[Records from a dataset]

--*--

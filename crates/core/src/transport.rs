//! HTTP exchange with the clinical data repository.
//!
//! Every repository call goes through [`dispatch`], which applies the per-call deadline and
//! cancellation signal around a [`Transport`]. The production transport is [`HttpTransport`]
//! (reqwest); tests substitute their own implementations of the trait.
//!
//! Status handling:
//! - 2xx: the body is parsed as JSON. An empty body is `None`, not an error.
//! - anything else: [`VitalsError::Transport`] with the status code and reason phrase. The body is
//!   never assumed to be parseable.
//!
//! No retries happen here.

use crate::config::{CoreConfig, Credentials};
use crate::error::Operation;
use crate::{VitalsError, VitalsResult};
use async_trait::async_trait;
use serde_json::Value;
use std::time::Duration;
use tokio::sync::watch;
use tracing::{debug, warn};
use url::Url;

#[derive(Clone, Copy, Debug, PartialEq, Eq)]
pub enum Method {
    Get,
    Post,
    Put,
    Delete,
}

impl From<Method> for reqwest::Method {
    fn from(method: Method) -> Self {
        match method {
            Method::Get => reqwest::Method::GET,
            Method::Post => reqwest::Method::POST,
            Method::Put => reqwest::Method::PUT,
            Method::Delete => reqwest::Method::DELETE,
        }
    }
}

/// One request against the repository, relative to its base URL.
///
/// Path segments are kept unencoded and are percent-encoded when the URL is built.
#[derive(Clone, Debug, PartialEq)]
pub struct RepositoryRequest {
    pub operation: Operation,
    pub method: Method,
    pub segments: Vec<String>,
    pub query: Vec<(String, String)>,
    pub headers: Vec<(&'static str, String)>,
    pub body: Option<Value>,
    /// Identifiers involved, for error context.
    pub target: String,
}

impl RepositoryRequest {
    pub fn new<I, S>(operation: Operation, method: Method, segments: I) -> Self
    where
        I: IntoIterator<Item = S>,
        S: Into<String>,
    {
        let segments: Vec<String> = segments.into_iter().map(Into::into).collect();
        let target = segments.join("/");
        Self {
            operation,
            method,
            segments,
            query: Vec::new(),
            headers: Vec::new(),
            body: None,
            target,
        }
    }

    pub fn query(mut self, name: &str, value: impl Into<String>) -> Self {
        self.query.push((name.to_string(), value.into()));
        self
    }

    pub fn header(mut self, name: &'static str, value: impl Into<String>) -> Self {
        self.headers.push((name, value.into()));
        self
    }

    pub fn accept(self, content_type: &str) -> Self {
        self.header("Accept", content_type)
    }

    /// Attach a JSON body sent with the given content type.
    pub fn body(self, content_type: &str, body: Value) -> Self {
        let mut request = self.header("Content-Type", content_type);
        request.body = Some(body);
        request
    }

    pub fn target(mut self, target: impl Into<String>) -> Self {
        self.target = target.into();
        self
    }

    pub fn header_value(&self, name: &str) -> Option<&str> {
        self.headers
            .iter()
            .find(|(n, _)| n.eq_ignore_ascii_case(name))
            .map(|(_, v)| v.as_str())
    }
}

/// A successful (2xx) response.
#[derive(Clone, Debug, Default, PartialEq)]
pub struct RepositoryResponse {
    pub status: u16,
    pub body: Option<Value>,
    pub etag: Option<String>,
    pub location: Option<String>,
}

#[async_trait]
pub trait Transport: Send + Sync {
    /// Perform one exchange. Implementations map non-2xx statuses to
    /// [`VitalsError::Transport`].
    async fn send(&self, request: RepositoryRequest) -> VitalsResult<RepositoryResponse>;
}

/// The cancelling half of a [`cancel_pair`].
#[derive(Debug)]
pub struct CancelHandle {
    tx: watch::Sender<bool>,
}

impl CancelHandle {
    /// Abandon every call watching the paired signal. Calls started afterwards fail at once.
    pub fn cancel(&self) {
        self.tx.send_replace(true);
    }
}

/// The observing half of a [`cancel_pair`]. Cheap to clone.
///
/// Dropping the [`CancelHandle`] without cancelling leaves the signal pending forever.
#[derive(Clone, Debug, Default)]
pub struct CancelSignal {
    rx: Option<watch::Receiver<bool>>,
}

pub fn cancel_pair() -> (CancelHandle, CancelSignal) {
    let (tx, rx) = watch::channel(false);
    (CancelHandle { tx }, CancelSignal { rx: Some(rx) })
}

impl CancelSignal {
    /// A signal that never fires.
    pub fn never() -> Self {
        Self::default()
    }

    pub fn is_cancelled(&self) -> bool {
        self.rx.as_ref().is_some_and(|rx| *rx.borrow())
    }

    /// Resolves once the paired handle cancels.
    pub async fn cancelled(&self) {
        let Some(rx) = &self.rx else {
            return std::future::pending().await;
        };
        let mut rx = rx.clone();
        loop {
            if *rx.borrow_and_update() {
                return;
            }
            if rx.changed().await.is_err() {
                return std::future::pending().await;
            }
        }
    }
}

/// Per-call deadline and cancellation.
#[derive(Clone, Debug, Default)]
pub struct CallOptions {
    pub timeout: Option<Duration>,
    pub cancel: CancelSignal,
}

impl CallOptions {
    pub fn with_timeout(mut self, timeout: Option<Duration>) -> Self {
        self.timeout = timeout;
        self
    }

    pub fn with_cancel(mut self, cancel: CancelSignal) -> Self {
        self.cancel = cancel;
        self
    }
}

/// Send `request` through `transport`, honouring the deadline and cancellation in `options`.
///
/// A cancelled or timed-out call drops the in-flight request future.
pub async fn dispatch(
    transport: &dyn Transport,
    request: RepositoryRequest,
    options: &CallOptions,
) -> VitalsResult<RepositoryResponse> {
    let operation = request.operation;
    let target = request.target.clone();

    if options.cancel.is_cancelled() {
        return Err(VitalsError::Cancelled { operation, target });
    }

    let send = transport.send(request);
    let deadline = async {
        match options.timeout {
            Some(after) => match tokio::time::timeout(after, send).await {
                Ok(result) => result,
                Err(_) => Err(VitalsError::Timeout {
                    operation,
                    target: target.clone(),
                    after,
                }),
            },
            None => send.await,
        }
    };

    tokio::select! {
        biased;
        _ = options.cancel.cancelled() => {
            debug!(%operation, %target, "repository call cancelled");
            Err(VitalsError::Cancelled { operation, target: target.clone() })
        }
        result = deadline => result,
    }
}

/// reqwest-backed [`Transport`].
#[derive(Clone, Debug)]
pub struct HttpTransport {
    client: reqwest::Client,
    base_url: Url,
    credentials: Option<Credentials>,
}

impl HttpTransport {
    pub fn new(config: &CoreConfig) -> VitalsResult<Self> {
        let client = reqwest::Client::builder()
            .user_agent(concat!("clinic-core/", env!("CARGO_PKG_VERSION")))
            .build()
            .map_err(|e| VitalsError::InvalidInput(format!("could not build HTTP client: {e}")))?;
        Ok(Self::with_client(
            client,
            config.base_url().clone(),
            config.credentials().cloned(),
        ))
    }

    pub fn with_client(
        client: reqwest::Client,
        base_url: Url,
        credentials: Option<Credentials>,
    ) -> Self {
        Self {
            client,
            base_url,
            credentials,
        }
    }

    pub fn url_for(&self, request: &RepositoryRequest) -> VitalsResult<Url> {
        let mut url = self.base_url.clone();
        {
            let mut segments = url.path_segments_mut().map_err(|_| {
                VitalsError::InvalidInput(format!("base URL {} cannot carry paths", self.base_url))
            })?;
            segments.pop_if_empty();
            segments.extend(&request.segments);
        }
        if !request.query.is_empty() {
            url.query_pairs_mut().extend_pairs(&request.query);
        }
        Ok(url)
    }
}

fn header_text(headers: &reqwest::header::HeaderMap, name: reqwest::header::HeaderName) -> Option<String> {
    headers
        .get(name)
        .and_then(|v| v.to_str().ok())
        .map(str::to_string)
}

#[async_trait]
impl Transport for HttpTransport {
    async fn send(&self, request: RepositoryRequest) -> VitalsResult<RepositoryResponse> {
        let url = self.url_for(&request)?;
        let operation = request.operation;
        let target = request.target.clone();

        debug!(%operation, method = ?request.method, %url, "sending repository request");

        let mut builder = self.client.request(request.method.into(), url);
        for (name, value) in &request.headers {
            builder = builder.header(*name, value.as_str());
        }
        if let Some(credentials) = &self.credentials {
            builder = builder.basic_auth(&credentials.username, Some(&credentials.password));
        }
        if let Some(body) = &request.body {
            let bytes = serde_json::to_vec(body).map_err(|e| {
                VitalsError::InvalidInput(format!("request body could not be encoded: {e}"))
            })?;
            builder = builder.body(bytes);
        }

        let response = builder.send().await.map_err(|source| VitalsError::Network {
            operation,
            target: target.clone(),
            source,
        })?;

        let status = response.status();
        if !status.is_success() {
            let reason = status.canonical_reason().unwrap_or_default().to_string();
            warn!(%operation, %target, status = status.as_u16(), %reason, "repository rejected request");
            return Err(VitalsError::Transport {
                operation,
                target,
                status: status.as_u16(),
                reason,
            });
        }

        let etag = header_text(response.headers(), reqwest::header::ETAG);
        let location = header_text(response.headers(), reqwest::header::LOCATION);
        let bytes = response.bytes().await.map_err(|source| VitalsError::Network {
            operation,
            target: target.clone(),
            source,
        })?;

        let body = if bytes.iter().all(u8::is_ascii_whitespace) {
            None
        } else {
            let value = serde_json::from_slice(&bytes).map_err(|e| VitalsError::MalformedResponse {
                operation,
                target: target.clone(),
                detail: format!("response body is not JSON: {e}"),
            })?;
            Some(value)
        };

        Ok(RepositoryResponse {
            status: status.as_u16(),
            body,
            etag,
            location,
        })
    }
}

--*--

Only the lines that contain the string "HttpTransport" should be copied from the entries above.

Result of this exercise ▸
//! cancellation signal around a [`Transport`]. The production transport is [`HttpTransport`]
pub struct HttpTransport {
impl HttpTransport {
impl Transport for HttpTransport {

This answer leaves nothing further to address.